USAID Administrator Mark Green's Remarks at A Town Hall Meeting

Remarks

For Immediate Release

Wednesday, November 29, 2017
Office of Press Relations
Telephone: +1.202.712.4320 | Email: press@usaid.gov

 
U.S. Embassy New Delhi
New Delhi, India

Administrator Green:Thank you. Thanks for the warm welcome. I also appreciate your introducing my travel companions and what they do. I don't know what they do.

I just learned something along the way. Mark Anthony, thank you for your kind words, more importantly, for your leadership. And that leadership has been evident [inaudible] for my time in Washington but in my brief time here, certainly, seeing it in action it's great to see what you're doing.

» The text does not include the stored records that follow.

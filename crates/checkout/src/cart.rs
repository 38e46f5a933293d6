//! The cart aggregate.

use cartlab_core::{LineItem, ProductId};

use crate::error::CheckoutError;
use crate::gateway::{CheckoutReceipt, PaymentGateway};

/// An ordered collection of line items with derived totals.
///
/// Insertion order is preserved and duplicate product ids are allowed; the
/// cart performs no deduplication or validation of the items it is handed.
/// Counts and totals are computed on read, never stored.
#[derive(Debug, Clone, Default, PartialEq)]
pub struct Cart {
    items: Vec<LineItem>,
}

impl Cart {
    /// Create an empty cart.
    #[must_use]
    pub const fn new() -> Self {
        Self { items: Vec::new() }
    }

    /// Append an item to the end of the cart.
    pub fn add_item(&mut self, item: LineItem) {
        self.items.push(item);
    }

    /// Remove every item whose id matches.
    ///
    /// Filter semantics: all matches go and the survivors keep their
    /// relative order. Removing an id that is not present is a no-op.
    pub fn remove_item(&mut self, id: &ProductId) {
        self.items.retain(|item| item.id() != id);
    }

    /// Number of line items currently in the cart.
    #[must_use]
    pub fn item_count(&self) -> usize {
        self.items.len()
    }

    /// Sum of unit prices across all items. Quantities are not factored in.
    ///
    /// Returns 0.0 for an empty cart.
    #[must_use]
    pub fn total_amount(&self) -> f64 {
        self.items.iter().map(LineItem::price).sum()
    }

    /// Line items in insertion order.
    #[must_use]
    pub fn items(&self) -> &[LineItem] {
        &self.items
    }

    /// Run the simulated checkout against `gateway`.
    ///
    /// The subtotal and item count are captured at invocation, before the
    /// gateway's simulated latency. The cart itself is left untouched
    /// whether the payment settles or is declined; overlapping checkouts
    /// are allowed and each prices its own snapshot.
    ///
    /// # Errors
    ///
    /// Returns [`CheckoutError::PaymentDeclined`] when the gateway's
    /// outcome draw fails.
    pub async fn checkout(
        &self,
        gateway: &PaymentGateway,
    ) -> Result<CheckoutReceipt, CheckoutError> {
        gateway.process(self.total_amount(), self.item_count()).await
    }
}
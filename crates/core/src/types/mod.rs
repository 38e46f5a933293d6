//! Core types for Cartlab.
//!
//! This module provides type-safe wrappers for common domain concepts.

pub mod id;
pub mod line_item;
pub mod money;

pub use id::ProductId;
pub use line_item::LineItem;
pub use money::format_currency;
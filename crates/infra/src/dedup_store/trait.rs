use std::sync::Arc;
use std::time::Duration;

use thiserror::Error;

use jobguard_core::Fingerprint;

/// Claim recorded under a fingerprint.
///
/// Stored as the integers `1` and `2`; anything else reads as no claim.
#[derive(Debug, Copy, Clone, PartialEq, Eq)]
pub enum DedupState {
    /// An identical job is waiting to run now.
    Queued,
    /// An identical job is waiting to run later.
    Scheduled,
}

impl DedupState {
    pub fn as_raw(self) -> i64 {
        match self {
            DedupState::Queued => 1,
            DedupState::Scheduled => 2,
        }
    }

    pub fn from_raw(raw: Option<i64>) -> Option<Self> {
        match raw {
            Some(1) => Some(DedupState::Queued),
            Some(2) => Some(DedupState::Scheduled),
            _ => None,
        }
    }
}

/// Write performed inside a conditional commit.
#[derive(Debug, Clone, PartialEq, Eq)]
pub enum WriteOp {
    /// Create or overwrite `key` with `value`, expiring after `ttl` (whole seconds).
    SetWithExpiry {
        key: Fingerprint,
        value: i64,
        ttl: Duration,
    },
}

impl WriteOp {
    pub fn set_with_expiry(key: Fingerprint, value: i64, ttl: Duration) -> Self {
        Self::SetWithExpiry { key, value, ttl }
    }
}

/// Result of a conditional commit.
#[derive(Debug, Copy, Clone, PartialEq, Eq)]
pub enum CommitOutcome {
    Committed,
    /// The watched key changed after the watch began; nothing was written.
    Aborted,
}

/// Dedup store failure. Optimistic aborts are not errors; see [`CommitOutcome`].
#[derive(Debug, Error)]
pub enum DedupStoreError {
    #[error("dedup store connection error: {0}")]
    Connection(String),

    #[error("dedup store command error: {0}")]
    Command(String),

    #[error("dedup store lock poisoned")]
    Poisoned,
}

/// Shared key-value store holding dedup records.
///
/// Implementations must make [`WatchedKey::commit_if_unchanged`] atomic with
/// respect to the watch: if the key is written by anyone else between
/// [`watch`](DedupStore::watch) and the commit, the commit aborts.
pub trait DedupStore: Send + Sync {
    type Watch: WatchedKey;

    /// Start watching `key`.
    fn watch(&self, key: &Fingerprint) -> Result<Self::Watch, DedupStoreError>;
}

/// An active watch on one key.
///
/// Dropping a watch without committing leaves the store untouched.
pub trait WatchedKey {
    fn key(&self) -> &Fingerprint;

    /// Current raw value of the watched key.
    fn get(&mut self) -> Result<Option<i64>, DedupStoreError>;

    /// Release the watch without writing.
    fn unwatch(self) -> Result<(), DedupStoreError>;

    /// Apply `ops` atomically if the watched key is unchanged.
    fn commit_if_unchanged(self, ops: Vec<WriteOp>) -> Result<CommitOutcome, DedupStoreError>;
}

impl<S> DedupStore for Arc<S>
where
    S: DedupStore,
{
    type Watch = S::Watch;

    fn watch(&self, key: &Fingerprint) -> Result<Self::Watch, DedupStoreError> {
        (**self).watch(key)
    }
}
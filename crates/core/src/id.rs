//! Job identifiers.

use core::str::FromStr;
use serde::{Deserialize, Serialize};
use uuid::Uuid;

use crate::error::ConfigError;

/// Identifier of a single job submission (the queue's `jid`).
///
/// Identifiers are opaque strings so that ids minted by other producers
/// (e.g. 24-char hex ids) round-trip unchanged.
#[derive(Debug, Clone, PartialEq, Eq, Hash, PartialOrd, Ord, Serialize, Deserialize)]
#[serde(transparent)]
pub struct JobId(String);

impl JobId {
    /// Generate a fresh identifier.
    ///
    /// Uses UUIDv7 (time-ordered) in its simple, hyphen-less form. Prefer
    /// passing ids explicitly in tests for determinism.
    pub fn generate() -> Self {
        Self(Uuid::now_v7().simple().to_string())
    }

    pub fn as_str(&self) -> &str {
        &self.0
    }
}

impl core::fmt::Display for JobId {
    fn fmt(&self, f: &mut core::fmt::Formatter<'_>) -> core::fmt::Result {
        f.write_str(&self.0)
    }
}

impl From<&str> for JobId {
    fn from(value: &str) -> Self {
        Self(value.to_string())
    }
}

impl From<String> for JobId {
    fn from(value: String) -> Self {
        Self(value)
    }
}

impl From<Uuid> for JobId {
    fn from(value: Uuid) -> Self {
        Self(value.simple().to_string())
    }
}

impl FromStr for JobId {
    type Err = ConfigError;

    fn from_str(s: &str) -> Result<Self, Self::Err> {
        if s.trim().is_empty() {
            return Err(ConfigError::invalid("jid", "job id must not be empty"));
        }
        Ok(Self(s.to_string()))
    }
}
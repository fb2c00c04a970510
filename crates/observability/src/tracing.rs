//! Tracing subscriber initialization.
//!
//! Filtering follows `RUST_LOG` (default `info`). Output is JSON unless
//! `JOBGUARD_LOG_FORMAT=text` asks for human-readable lines.

use tracing_subscriber::EnvFilter;

/// Environment variable selecting the log output format.
pub const ENV_LOG_FORMAT: &str = "JOBGUARD_LOG_FORMAT";

#[derive(Debug, Clone, Copy, PartialEq, Eq, Default)]
pub enum LogFormat {
    #[default]
    Json,
    Text,
}

impl LogFormat {
    /// Parse a format name; unknown names fall back to JSON.
    pub fn parse(raw: &str) -> Self {
        match raw.trim().to_ascii_lowercase().as_str() {
            "text" | "pretty" | "plain" => LogFormat::Text,
            _ => LogFormat::Json,
        }
    }

    pub fn from_env() -> Self {
        std::env::var(ENV_LOG_FORMAT)
            .map(|v| Self::parse(&v))
            .unwrap_or_default()
    }
}

/// Initialize tracing with the format from the environment.
pub fn init() {
    init_with(LogFormat::from_env());
}

/// Initialize tracing with an explicit format.
///
/// Safe to call multiple times (subsequent calls are no-ops).
pub fn init_with(format: LogFormat) {
    let filter = EnvFilter::try_from_default_env().unwrap_or_else(|_| EnvFilter::new("info"));

    let builder = tracing_subscriber::fmt()
        .with_env_filter(filter)
        .with_timer(tracing_subscriber::fmt::time::SystemTime)
        .with_target(false);

    let _ = match format {
        LogFormat::Json => builder.json().try_init(),
        LogFormat::Text => builder.try_init(),
    };
}
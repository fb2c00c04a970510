//! Retry-set reconciliation.
//!
//! Jobs that failed are parked in an externally owned retry collection until
//! the queuing pipeline re-submits them. The reconciler answers two distinct
//! questions about that collection:
//!
//! - `has_pending_retry`: is *any* failed instance of this fingerprint parked?
//! - `find_retry_for`: is there a parked entry for this fingerprint *and* job id,
//!   i.e. is the current submission the retry's own re-entry?

pub mod in_memory;
#[cfg(feature = "redis")]
pub mod redis;

use std::sync::Arc;

use chrono::{DateTime, Utc};
use serde::{Deserialize, Serialize};
use thiserror::Error;

use jobguard_core::{Fingerprint, JobId, JobRequest};

pub use in_memory::InMemoryRetrySet;
#[cfg(feature = "redis")]
pub use redis::RedisRetrySet;

/// A failed job parked for retry.
///
/// Decoded from payloads written by the queue, so every field is optional and
/// `failed_at` accepts epoch seconds as well as RFC 3339.
#[derive(Debug, Clone, PartialEq, Serialize, Deserialize)]
pub struct RetryEntry {
    /// Fingerprint the job was enqueued with.
    #[serde(default)]
    pub unique_hash: Option<Fingerprint>,
    #[serde(default)]
    pub jid: Option<JobId>,
    /// Epoch seconds or RFC 3339 on input, depending on the writer.
    #[serde(
        default,
        deserialize_with = "jobguard_core::timestamp::deserialize_optional"
    )]
    pub failed_at: Option<DateTime<Utc>>,
    #[serde(default, skip_serializing_if = "Option::is_none")]
    pub error_message: Option<String>,
    /// The original submission, when the collection keeps it.
    #[serde(default, skip_serializing_if = "Option::is_none")]
    pub job: Option<JobRequest>,
}

impl RetryEntry {
    pub fn new(unique_hash: Option<Fingerprint>, jid: Option<JobId>) -> Self {
        Self {
            unique_hash,
            jid,
            failed_at: None,
            error_message: None,
            job: None,
        }
    }

    pub fn with_failure(mut self, failed_at: DateTime<Utc>, error: impl Into<String>) -> Self {
        self.failed_at = Some(failed_at);
        self.error_message = Some(error.into());
        self
    }

    pub fn with_job(mut self, job: JobRequest) -> Self {
        self.job = Some(job);
        self
    }
}

#[derive(Debug, Error)]
pub enum RetrySetError {
    #[error("retry set connection error: {0}")]
    Connection(String),

    #[error("retry set command error: {0}")]
    Command(String),

    #[error("retry entry deserialization error: {0}")]
    Deserialization(String),
}

/// Read access to the retry collection.
pub trait RetrySet: Send + Sync {
    /// First entry, in collection order, for which `predicate` returns true.
    fn find(
        &self,
        predicate: &mut dyn FnMut(&RetryEntry) -> bool,
    ) -> Result<Option<RetryEntry>, RetrySetError>;
}

impl<R> RetrySet for Arc<R>
where
    R: RetrySet + ?Sized,
{
    fn find(
        &self,
        predicate: &mut dyn FnMut(&RetryEntry) -> bool,
    ) -> Result<Option<RetryEntry>, RetrySetError> {
        (**self).find(predicate)
    }
}

/// Read-only queries over a retry collection it is given but does not own.
#[derive(Debug, Clone)]
pub struct RetryReconciler<R> {
    retries: R,
}

impl<R: RetrySet> RetryReconciler<R> {
    pub fn new(retries: R) -> Self {
        Self { retries }
    }

    /// Whether any parked entry carries `fingerprint`, regardless of job id.
    pub fn has_pending_retry(&self, fingerprint: &Fingerprint) -> Result<bool, RetrySetError> {
        let found = self
            .retries
            .find(&mut |entry| entry.unique_hash.as_ref() == Some(fingerprint))?;
        Ok(found.is_some())
    }

    /// The parked entry for `fingerprint` with job id `jid`, if any.
    ///
    /// A request without a job id matches entries without one.
    pub fn find_retry_for(
        &self,
        fingerprint: &Fingerprint,
        jid: Option<&JobId>,
    ) -> Result<Option<RetryEntry>, RetrySetError> {
        self.retries.find(&mut |entry| {
            entry.unique_hash.as_ref() == Some(fingerprint) && entry.jid.as_ref() == jid
        })
    }
}
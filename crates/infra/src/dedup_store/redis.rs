//! Redis-backed dedup store.
//!
//! Each watch takes its own connection: `WATCH`, `GET` and the
//! `MULTI`/`SETEX`/`EXEC` transaction must run on the same connection for
//! Redis to abort the `EXEC` when the key changes. A nil `EXEC` reply is the
//! abort.

use std::sync::Arc;

use redis::Commands;
use tracing::instrument;

use jobguard_core::Fingerprint;

use super::r#trait::{CommitOutcome, DedupStore, DedupStoreError, WatchedKey, WriteOp};

/// Dedup store over a shared Redis instance.
///
/// ## Transactions
///
/// [`watch`](DedupStore::watch) opens a fresh connection and issues `WATCH`.
/// The returned [`RedisWatch`] reads with `GET` and commits with
/// `MULTI`/`SETEX`/`EXEC` on that same connection, so Redis itself detects a
/// concurrent write and replies nil to `EXEC`.
///
/// ## Values
///
/// Values are stored as integers (1 queued, 2 scheduled). Anything that does
/// not parse as an integer reads as 0, i.e. no claim.
#[derive(Debug, Clone)]
pub struct RedisDedupStore {
    client: Arc<redis::Client>,
}

impl RedisDedupStore {
    /// Create a store for `redis_url` (e.g. "redis://localhost:6379").
    pub fn new(redis_url: impl AsRef<str>) -> Result<Self, DedupStoreError> {
        let client = redis::Client::open(redis_url.as_ref())
            .map_err(|e| DedupStoreError::Connection(e.to_string()))?;
        Ok(Self {
            client: Arc::new(client),
        })
    }

    fn connection(&self) -> Result<redis::Connection, DedupStoreError> {
        self.client
            .get_connection()
            .map_err(|e| DedupStoreError::Connection(e.to_string()))
    }

    /// Remaining lifetime of `key` in seconds; `None` when the key is missing
    /// or has no expiry.
    pub fn ttl(&self, key: &Fingerprint) -> Result<Option<i64>, DedupStoreError> {
        let mut conn = self.connection()?;
        let ttl: i64 = conn
            .ttl(key.as_str())
            .map_err(|e| DedupStoreError::Command(format!("TTL failed: {e}")))?;
        Ok((ttl >= 0).then_some(ttl))
    }
}

impl DedupStore for RedisDedupStore {
    type Watch = RedisWatch;

    #[instrument(skip(self), fields(key = %key), err)]
    fn watch(&self, key: &Fingerprint) -> Result<Self::Watch, DedupStoreError> {
        let mut conn = self.connection()?;
        redis::cmd("WATCH")
            .arg(key.as_str())
            .query::<()>(&mut conn)
            .map_err(|e| DedupStoreError::Command(format!("WATCH failed: {e}")))?;

        Ok(RedisWatch {
            conn,
            key: key.clone(),
        })
    }
}

/// Watch held on a dedicated Redis connection.
pub struct RedisWatch {
    conn: redis::Connection,
    key: Fingerprint,
}

impl WatchedKey for RedisWatch {
    fn key(&self) -> &Fingerprint {
        &self.key
    }

    fn get(&mut self) -> Result<Option<i64>, DedupStoreError> {
        let raw: Option<String> = self
            .conn
            .get(self.key.as_str())
            .map_err(|e| DedupStoreError::Command(format!("GET failed: {e}")))?;

        // Non-numeric values read as 0, i.e. no claim.
        Ok(raw.map(|v| v.trim().parse::<i64>().unwrap_or(0)))
    }

    fn unwatch(mut self) -> Result<(), DedupStoreError> {
        redis::cmd("UNWATCH")
            .query::<()>(&mut self.conn)
            .map_err(|e| DedupStoreError::Command(format!("UNWATCH failed: {e}")))
    }

    #[instrument(skip(self, ops), fields(key = %self.key), err)]
    fn commit_if_unchanged(mut self, ops: Vec<WriteOp>) -> Result<CommitOutcome, DedupStoreError> {
        let mut pipe = redis::pipe();
        pipe.atomic();
        for op in &ops {
            match op {
                WriteOp::SetWithExpiry { key, value, ttl } => {
                    pipe.cmd("SETEX")
                        .arg(key.as_str())
                        .arg(ttl.as_secs().max(1))
                        .arg(*value)
                        .ignore();
                }
            }
        }

        let reply: Option<()> = pipe
            .query(&mut self.conn)
            .map_err(|e| DedupStoreError::Command(format!("EXEC failed: {e}")))?;

        Ok(match reply {
            Some(()) => CommitOutcome::Committed,
            None => CommitOutcome::Aborted,
        })
    }
}
//! Queuing-pipeline integration.
//!
//! `UniqueJobsClient` sits in front of a [`JobQueue`]: every push goes
//! through the coordinator first, admitted jobs are enqueued with their
//! fingerprint attached, and rejected duplicates are dropped without an
//! error reaching the submitter.

use tracing::{debug, instrument};

use jobguard_core::{JobId, JobRequest, WorkerRegistry};

use crate::coordinator::{Admission, UniquenessCoordinator, UniquenessError};
use crate::dedup_store::DedupStore;
use crate::queue::{EnqueuedJob, JobQueue, JobQueueError};
use crate::retry::RetrySet;

#[derive(Debug, thiserror::Error)]
pub enum ClientError {
    #[error(transparent)]
    Uniqueness(#[from] UniquenessError),

    #[error(transparent)]
    Queue(#[from] JobQueueError),
}

/// Producer-side entry point: uniqueness check in front of a job queue.
///
/// ## Push flow
///
/// 1. Assign a job id when the request carries none.
/// 2. Look up the job type's options in the [`WorkerRegistry`]; unknown
///    types get empty options, leaving only the request's own `unique` flag.
/// 3. Ask the [`UniquenessCoordinator`] for a decision.
/// 4. Admitted jobs go to the queue with their fingerprint attached as
///    `unique_hash`; rejected ones are dropped and `push` returns `Ok(None)`.
///
/// ## Errors
///
/// Only infrastructure failures surface as [`ClientError`]. Duplicates are
/// an expected outcome, not an error.
pub struct UniqueJobsClient<S, R, Q> {
    coordinator: UniquenessCoordinator<S, R>,
    registry: WorkerRegistry,
    queue: Q,
}

impl<S, R, Q> UniqueJobsClient<S, R, Q>
where
    S: DedupStore,
    R: RetrySet,
    Q: JobQueue,
{
    pub fn new(coordinator: UniquenessCoordinator<S, R>, registry: WorkerRegistry, queue: Q) -> Self {
        Self {
            coordinator,
            registry,
            queue,
        }
    }

    pub fn coordinator(&self) -> &UniquenessCoordinator<S, R> {
        &self.coordinator
    }

    pub fn registry_mut(&mut self) -> &mut WorkerRegistry {
        &mut self.registry
    }

    pub fn queue(&self) -> &Q {
        &self.queue
    }

    /// Submit a job.
    ///
    /// Returns the job id when the job was handed to the queue, `None` when
    /// it was dropped as a duplicate.
    #[instrument(
        skip(self, request),
        fields(job_type = %request.job_type(), queue = %request.queue()),
        err
    )]
    pub fn push(&self, request: JobRequest) -> Result<Option<JobId>, ClientError> {
        let request = match request.jid() {
            Some(_) => request,
            None => request.with_jid(JobId::generate()),
        };
        let options = self.registry.options_for(request.job_type());

        match self.coordinator.decide(&request, &options)? {
            Admission::Admitted { fingerprint } => {
                let now = self.coordinator.clock().now();
                let jid = self.queue.push(EnqueuedJob::new(request, fingerprint, now))?;
                Ok(Some(jid))
            }
            rejected => {
                debug!(jid = ?request.jid(), outcome = ?rejected, "submission dropped");
                Ok(None)
            }
        }
    }
}
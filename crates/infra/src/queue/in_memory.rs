use std::collections::{HashMap, HashSet, VecDeque};
use std::sync::{Arc, RwLock};

use chrono::{DateTime, Utc};

use jobguard_core::{JobId, JobRequest};

use super::{EnqueuedJob, JobQueue, JobQueueError};
use crate::retry::{InMemoryRetrySet, RetryEntry};

#[derive(Debug, Default)]
struct Inner {
    queues: HashMap<String, VecDeque<EnqueuedJob>>,
    /// Kept sorted by run time.
    schedule: Vec<EnqueuedJob>,
    known: HashSet<JobId>,
}

/// In-memory queue, schedule and retry set for tests/dev.
///
/// Stands in for the external job queue so the whole submission pipeline can
/// run in one process.
///
/// ## Layout
///
/// - Named FIFO queues for immediate jobs.
/// - One schedule, ordered by run time, for jobs pushed with `at`.
/// - A shared [`InMemoryRetrySet`] where failed jobs are parked. Hand the same
///   set to the coordinator so it sees what the queue parks.
///
/// ## Lifecycle helpers
///
/// - [`pop`](Self::pop): a worker taking the next job.
/// - [`due_scheduled`](Self::due_scheduled): the scheduler moving due jobs
///   back in as immediate requests.
/// - [`park_for_retry`](Self::park_for_retry) and
///   [`take_retries`](Self::take_retries): a failure and the retry poller
///   re-submitting it with its job id and failure marker.
///
/// Job ids are unique across queue, schedule and retries: pushing a job id the
/// queue still holds fails with [`JobQueueError::AlreadyExists`].
#[derive(Debug)]
pub struct InMemoryJobQueue {
    inner: RwLock<Inner>,
    retries: Arc<InMemoryRetrySet>,
}

impl InMemoryJobQueue {
    pub fn new() -> Self {
        Self::with_retry_set(Arc::new(InMemoryRetrySet::new()))
    }

    /// Queue that parks failures into `retries`.
    pub fn with_retry_set(retries: Arc<InMemoryRetrySet>) -> Self {
        Self {
            inner: RwLock::new(Inner::default()),
            retries,
        }
    }

    pub fn arc() -> Arc<Self> {
        Arc::new(Self::new())
    }

    pub fn retry_set(&self) -> Arc<InMemoryRetrySet> {
        self.retries.clone()
    }

    fn read(&self) -> Result<std::sync::RwLockReadGuard<'_, Inner>, JobQueueError> {
        self.inner
            .read()
            .map_err(|_| JobQueueError::Storage("lock poisoned".to_string()))
    }

    fn write(&self) -> Result<std::sync::RwLockWriteGuard<'_, Inner>, JobQueueError> {
        self.inner
            .write()
            .map_err(|_| JobQueueError::Storage("lock poisoned".to_string()))
    }

    pub fn queue_len(&self, queue: &str) -> usize {
        self.read()
            .map(|inner| inner.queues.get(queue).map_or(0, VecDeque::len))
            .unwrap_or(0)
    }

    pub fn scheduled_len(&self) -> usize {
        self.read().map(|inner| inner.schedule.len()).unwrap_or(0)
    }

    pub fn retry_len(&self) -> usize {
        self.retries.len()
    }

    /// Take the oldest job from `queue`.
    pub fn pop(&self, queue: &str) -> Result<Option<EnqueuedJob>, JobQueueError> {
        let mut inner = self.write()?;
        let job = inner.queues.get_mut(queue).and_then(VecDeque::pop_front);
        if let Some(job) = &job {
            inner.known.remove(job.jid());
        }
        Ok(job)
    }

    /// Remove scheduled jobs due at `now` and return them as immediate
    /// requests, ready to be pushed again.
    pub fn due_scheduled(&self, now: DateTime<Utc>) -> Result<Vec<JobRequest>, JobQueueError> {
        let mut inner = self.write()?;
        let split = inner
            .schedule
            .iter()
            .position(|job| job.request().at().is_some_and(|at| at > now))
            .unwrap_or(inner.schedule.len());
        let due: Vec<EnqueuedJob> = inner.schedule.drain(..split).collect();
        for job in &due {
            inner.known.remove(job.jid());
        }
        Ok(due
            .into_iter()
            .map(|job| job.request.into_immediate())
            .collect())
    }

    /// Park a failed job in the retry set with its failure marker.
    pub fn park_for_retry(
        &self,
        job: EnqueuedJob,
        error: impl Into<String>,
        failed_at: DateTime<Utc>,
    ) -> Result<(), JobQueueError> {
        let entry = RetryEntry::new(job.unique_hash.clone(), Some(job.jid.clone()))
            .with_failure(failed_at, error)
            .with_job(job.request.with_failed_at(failed_at));
        self.retries
            .add(entry)
            .map_err(|e| JobQueueError::Storage(e.to_string()))
    }

    /// Remove every parked job and return the requests to re-submit, each
    /// carrying its original job id and failure marker.
    pub fn take_retries(&self) -> Result<Vec<JobRequest>, JobQueueError> {
        let entries = self
            .retries
            .drain()
            .map_err(|e| JobQueueError::Storage(e.to_string()))?;
        Ok(entries.into_iter().filter_map(|e| e.job).collect())
    }
}

impl Default for InMemoryJobQueue {
    fn default() -> Self {
        Self::new()
    }
}

impl JobQueue for InMemoryJobQueue {
    fn push(&self, job: EnqueuedJob) -> Result<JobId, JobQueueError> {
        let mut inner = self.write()?;
        let jid = job.jid().clone();
        if !inner.known.insert(jid.clone()) {
            return Err(JobQueueError::AlreadyExists(jid));
        }

        match job.request().at() {
            Some(at) => {
                let idx = inner
                    .schedule
                    .partition_point(|j| j.request().at().is_some_and(|other| other <= at));
                inner.schedule.insert(idx, job);
            }
            None => {
                inner
                    .queues
                    .entry(job.request().queue().to_string())
                    .or_default()
                    .push_back(job);
            }
        }
        Ok(jid)
    }
}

And thanks to all of you for making time to come out. What I thought I would do is just offer a few comments and then we'll have a chance for Q&A. I wanted again to thank you. I want to thank you for the work that so many of you have done in making the Global Entrepreneurship Summit a success.

As an Ambassador, I have hosted both the presidential visit and the [inaudible] Summit, which is like the GES. As a member of Congress, I joined in my share of visits, CODELs. So, in other words, I have hosted visits, I have been on visits, and I know just how challenging they can be. The most important thing I hope -- the wheels up party is a good one. So, raise your glass for me.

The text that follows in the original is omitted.